BEGIN Exercise inputs
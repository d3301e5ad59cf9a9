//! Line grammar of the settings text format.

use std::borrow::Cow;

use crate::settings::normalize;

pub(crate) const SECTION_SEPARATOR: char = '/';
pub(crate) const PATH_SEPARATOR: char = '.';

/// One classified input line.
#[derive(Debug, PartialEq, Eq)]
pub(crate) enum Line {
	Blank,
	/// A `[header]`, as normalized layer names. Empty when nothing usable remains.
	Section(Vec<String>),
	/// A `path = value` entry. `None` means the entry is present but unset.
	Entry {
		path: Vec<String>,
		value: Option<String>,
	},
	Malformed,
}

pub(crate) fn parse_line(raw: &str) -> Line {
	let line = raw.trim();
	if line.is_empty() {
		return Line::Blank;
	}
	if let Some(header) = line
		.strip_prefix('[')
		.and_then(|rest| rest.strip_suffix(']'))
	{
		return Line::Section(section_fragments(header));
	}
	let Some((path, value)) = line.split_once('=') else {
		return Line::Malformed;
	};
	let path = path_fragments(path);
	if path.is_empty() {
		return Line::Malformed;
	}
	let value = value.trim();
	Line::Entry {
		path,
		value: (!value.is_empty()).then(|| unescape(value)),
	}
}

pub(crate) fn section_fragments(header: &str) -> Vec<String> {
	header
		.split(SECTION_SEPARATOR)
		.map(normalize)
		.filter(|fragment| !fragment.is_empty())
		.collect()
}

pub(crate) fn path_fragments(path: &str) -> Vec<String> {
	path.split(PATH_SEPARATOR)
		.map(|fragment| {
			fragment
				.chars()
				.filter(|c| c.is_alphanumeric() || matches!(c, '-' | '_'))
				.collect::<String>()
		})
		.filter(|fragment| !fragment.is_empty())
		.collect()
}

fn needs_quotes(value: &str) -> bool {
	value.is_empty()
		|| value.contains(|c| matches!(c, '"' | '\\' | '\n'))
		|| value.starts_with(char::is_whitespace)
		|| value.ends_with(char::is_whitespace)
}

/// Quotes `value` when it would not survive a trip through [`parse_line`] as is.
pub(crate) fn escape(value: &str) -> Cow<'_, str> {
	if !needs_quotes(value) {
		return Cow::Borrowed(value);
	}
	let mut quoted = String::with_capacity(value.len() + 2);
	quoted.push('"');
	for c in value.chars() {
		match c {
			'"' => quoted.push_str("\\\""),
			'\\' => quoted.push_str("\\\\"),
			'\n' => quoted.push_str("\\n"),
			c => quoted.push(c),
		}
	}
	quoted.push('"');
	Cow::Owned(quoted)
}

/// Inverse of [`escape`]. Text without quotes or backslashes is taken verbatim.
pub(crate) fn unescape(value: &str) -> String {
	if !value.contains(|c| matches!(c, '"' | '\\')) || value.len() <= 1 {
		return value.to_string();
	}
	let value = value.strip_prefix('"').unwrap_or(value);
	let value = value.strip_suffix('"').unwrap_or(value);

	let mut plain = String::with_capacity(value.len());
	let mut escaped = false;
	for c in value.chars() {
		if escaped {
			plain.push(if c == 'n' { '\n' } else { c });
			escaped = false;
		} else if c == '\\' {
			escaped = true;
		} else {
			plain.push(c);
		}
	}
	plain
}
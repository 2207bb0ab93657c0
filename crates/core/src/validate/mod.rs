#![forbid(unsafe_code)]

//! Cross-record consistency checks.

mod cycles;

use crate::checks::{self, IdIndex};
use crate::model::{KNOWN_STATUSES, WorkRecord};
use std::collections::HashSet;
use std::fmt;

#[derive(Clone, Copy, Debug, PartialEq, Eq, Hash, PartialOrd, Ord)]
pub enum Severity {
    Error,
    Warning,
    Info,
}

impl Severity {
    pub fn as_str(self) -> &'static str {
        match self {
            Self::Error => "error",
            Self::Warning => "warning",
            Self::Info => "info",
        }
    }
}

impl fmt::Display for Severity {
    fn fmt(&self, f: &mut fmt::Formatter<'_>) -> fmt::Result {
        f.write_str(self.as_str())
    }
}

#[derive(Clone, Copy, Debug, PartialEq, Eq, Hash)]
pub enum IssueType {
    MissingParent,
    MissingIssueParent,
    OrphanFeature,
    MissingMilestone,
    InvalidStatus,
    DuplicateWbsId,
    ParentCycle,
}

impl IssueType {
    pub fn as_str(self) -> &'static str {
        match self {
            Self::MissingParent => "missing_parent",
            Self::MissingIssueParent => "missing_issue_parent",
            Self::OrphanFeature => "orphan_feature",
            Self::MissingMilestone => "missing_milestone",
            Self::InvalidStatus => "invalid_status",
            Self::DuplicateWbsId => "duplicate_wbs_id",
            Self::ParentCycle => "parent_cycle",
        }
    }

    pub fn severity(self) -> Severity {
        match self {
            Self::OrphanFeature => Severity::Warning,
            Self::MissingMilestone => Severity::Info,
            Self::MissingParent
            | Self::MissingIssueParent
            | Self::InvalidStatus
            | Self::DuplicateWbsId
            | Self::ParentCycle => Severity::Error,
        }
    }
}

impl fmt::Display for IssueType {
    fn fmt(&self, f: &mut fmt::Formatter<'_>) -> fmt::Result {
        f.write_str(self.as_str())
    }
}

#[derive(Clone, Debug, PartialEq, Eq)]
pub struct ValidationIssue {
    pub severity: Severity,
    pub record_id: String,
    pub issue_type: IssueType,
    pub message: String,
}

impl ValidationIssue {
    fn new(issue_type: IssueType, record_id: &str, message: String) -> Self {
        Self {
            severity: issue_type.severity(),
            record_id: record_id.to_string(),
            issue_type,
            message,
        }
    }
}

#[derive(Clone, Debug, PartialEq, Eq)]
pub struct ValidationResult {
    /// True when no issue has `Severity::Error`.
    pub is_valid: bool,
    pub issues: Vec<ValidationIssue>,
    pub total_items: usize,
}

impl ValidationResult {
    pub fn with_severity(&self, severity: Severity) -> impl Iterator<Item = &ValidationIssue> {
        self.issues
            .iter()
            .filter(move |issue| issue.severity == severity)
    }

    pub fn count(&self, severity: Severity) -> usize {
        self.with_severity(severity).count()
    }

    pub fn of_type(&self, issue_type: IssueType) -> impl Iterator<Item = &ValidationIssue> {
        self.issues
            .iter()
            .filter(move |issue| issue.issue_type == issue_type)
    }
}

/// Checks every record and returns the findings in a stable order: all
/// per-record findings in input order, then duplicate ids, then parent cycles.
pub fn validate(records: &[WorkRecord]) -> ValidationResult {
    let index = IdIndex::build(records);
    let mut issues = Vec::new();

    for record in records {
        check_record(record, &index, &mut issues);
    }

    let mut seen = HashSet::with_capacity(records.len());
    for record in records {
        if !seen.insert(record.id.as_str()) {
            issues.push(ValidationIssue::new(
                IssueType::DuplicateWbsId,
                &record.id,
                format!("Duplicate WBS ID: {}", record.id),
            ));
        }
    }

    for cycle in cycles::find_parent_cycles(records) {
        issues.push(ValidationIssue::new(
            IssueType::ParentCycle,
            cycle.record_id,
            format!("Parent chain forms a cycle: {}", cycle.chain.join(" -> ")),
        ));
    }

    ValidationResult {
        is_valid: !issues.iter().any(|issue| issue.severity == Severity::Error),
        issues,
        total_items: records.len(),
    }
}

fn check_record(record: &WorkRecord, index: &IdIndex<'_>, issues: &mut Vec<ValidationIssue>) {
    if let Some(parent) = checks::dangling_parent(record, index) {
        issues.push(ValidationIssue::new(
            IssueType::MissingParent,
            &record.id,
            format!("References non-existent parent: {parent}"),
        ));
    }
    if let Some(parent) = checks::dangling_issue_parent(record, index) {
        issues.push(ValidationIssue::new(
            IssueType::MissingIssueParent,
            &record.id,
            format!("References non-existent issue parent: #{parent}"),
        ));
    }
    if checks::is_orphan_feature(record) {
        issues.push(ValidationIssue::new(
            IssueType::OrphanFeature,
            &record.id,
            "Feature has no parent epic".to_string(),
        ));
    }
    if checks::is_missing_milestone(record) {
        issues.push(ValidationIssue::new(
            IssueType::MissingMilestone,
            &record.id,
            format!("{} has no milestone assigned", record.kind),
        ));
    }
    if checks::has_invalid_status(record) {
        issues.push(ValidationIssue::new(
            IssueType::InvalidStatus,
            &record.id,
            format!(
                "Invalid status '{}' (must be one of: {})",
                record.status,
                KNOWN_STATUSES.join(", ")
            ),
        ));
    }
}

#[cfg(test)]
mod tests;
END Exercise inputs
■ **Problem statement**: Where the string "count" turns up in a line of the data above, copy that whole line.

■ **Result of the exercise**:
    pub fn count(&self, severity: Severity) -> usize {
        self.with_severity(severity).count()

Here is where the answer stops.